• _The task_
Could you restate word for word every line of the records below, from the first one to the one holding "face 6 favored."?

Top of Stored data

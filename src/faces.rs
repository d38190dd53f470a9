//! Face indexing and face-vector validation shared by every module.
//!
//! A face vector has one entry per die face: index 0 holds face 1, index 5
//! holds face 6.

use crate::error::{DiceError, Result};

/// Number of faces on the die.
pub const NUM_FACES: usize = 6;

/// Uniform face distribution `[1/6; 6]`, also the default prior for both dice.
pub const UNIFORM_WEIGHTS: [f64; NUM_FACES] = [1.0 / 6.0; NUM_FACES];

/// Weights of the biased die: faces 1-5 equally likely, face 6 favored.
pub const BIASED_WEIGHTS: [f64; NUM_FACES] = [0.14, 0.14, 0.14, 0.14, 0.14, 0.30];

/// Check that `values` is a length-6 vector of finite, non-negative reals.
pub(crate) fn check_face_vector(param: &str, values: &[f64]) -> Result<()> {
    if values.len() != NUM_FACES {
        return Err(DiceError::length_mismatch(param, values.len()));
    }

    if values.iter().any(|v| !v.is_finite()) {
        return Err(DiceError::invalid_input(
            param,
            format!("{values:?}"),
            "finite entries",
        ));
    }

    if values.iter().any(|&v| v < 0.0) {
        return Err(DiceError::invalid_input(
            param,
            format!("{values:?}"),
            "non-negative entries",
        ));
    }

    Ok(())
}

/// Check that `face` is a valid roll outcome in `1..=6`.
pub(crate) fn check_face(face: u8) -> Result<()> {
    if (1..=NUM_FACES as u8).contains(&face) {
        Ok(())
    } else {
        Err(DiceError::invalid_input(
            "face",
            face.to_string(),
            "a face in 1..=6",
        ))
    }
}

/// Total of a count vector.
///
/// # Errors
///
/// Returns [`DiceError::InvalidInput`] if the total does not fit in a `u64`.
pub(crate) fn checked_total(counts: &[u64]) -> Result<u64> {
    counts
        .iter()
        .try_fold(0u64, |acc, &c| acc.checked_add(c))
        .ok_or_else(|| {
            DiceError::invalid_input("counts", format!("{counts:?}"), "a total that fits in u64")
        })
}

/// Total of a count vector, saturating at `u64::MAX`.
#[must_use]
pub(crate) fn saturating_total(counts: &[u64]) -> u64 {
    counts.iter().fold(0u64, |acc, &c| acc.saturating_add(c))
}

/// Widen an integer count vector to reals (observations are pseudo-counts).
#[must_use]
#[allow(clippy::cast_precision_loss)]
pub fn counts_as_f64(counts: &[u64]) -> Vec<f64> {
    counts.iter().map(|&c| c as f64).collect()
}

#[cfg(test)]
mod tests {
    use super::*;

    #[test]
    fn test_check_face_vector_accepts_valid() {
        assert!(check_face_vector("w", &BIASED_WEIGHTS).is_ok());
        assert!(check_face_vector("w", &[0.0; 6]).is_ok());
    }

    #[test]
    fn test_check_face_vector_rejects_wrong_length() {
        let err = check_face_vector("prior", &[1.0; 5]).unwrap_err();
        assert!(matches!(err, DiceError::InvalidInput { .. }));
        assert!(check_face_vector("prior", &[1.0; 7]).is_err());
        assert!(check_face_vector("prior", &[]).is_err());
    }

    #[test]
    fn test_check_face_vector_rejects_negative_and_nan() {
        assert!(check_face_vector("w", &[0.2, 0.2, 0.2, 0.2, 0.3, -0.1]).is_err());
        assert!(check_face_vector("w", &[f64::NAN, 0.2, 0.2, 0.2, 0.2, 0.2]).is_err());
        assert!(check_face_vector("w", &[f64::INFINITY, 0.0, 0.0, 0.0, 0.0, 0.0]).is_err());
    }

    #[test]
    fn test_check_face() {
        for face in 1..=6 {
            assert!(check_face(face).is_ok());
        }
        assert!(check_face(0).is_err());
        assert!(check_face(7).is_err());
    }

    #[test]
    fn test_totals_near_u64_max() {
        let counts = [u64::MAX, 1, 0, 0, 0, 0];
        assert!(matches!(
            checked_total(&counts),
            Err(DiceError::InvalidInput { .. })
        ));
        assert_eq!(saturating_total(&counts), u64::MAX);
        assert_eq!(checked_total(&[u64::MAX, 0, 0, 0, 0, 0]).expect("fits"), u64::MAX);
        assert_eq!(checked_total(&[1, 2, 3, 4, 5, 6]).expect("fits"), 21);
    }

    #[test]
    fn test_biased_weights_sum_to_one() {
        let sum: f64 = BIASED_WEIGHTS.iter().sum();
        assert!((sum - 1.0).abs() < 1e-12);
        let sum: f64 = UNIFORM_WEIGHTS.iter().sum();
        assert!((sum - 1.0).abs() < 1e-12);
    }
}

Bottom of Stored data

• _Final answer_
filename src/faces.rs
repository d38190dd53f470a9
//! Face indexing and face-vector validation shared by every module.
//!
//! A face vector has one entry per die face: index 0 holds face 1, index 5
//! holds face 6.

use crate::error::{DiceError, Result};

/// Number of faces on the die.
pub const NUM_FACES: usize = 6;

/// Uniform face distribution `[1/6; 6]`, also the default prior for both dice.
pub const UNIFORM_WEIGHTS: [f64; NUM_FACES] = [1.0 / 6.0; NUM_FACES];

/// Weights of the biased die: faces 1-5 equally likely, face 6 favored.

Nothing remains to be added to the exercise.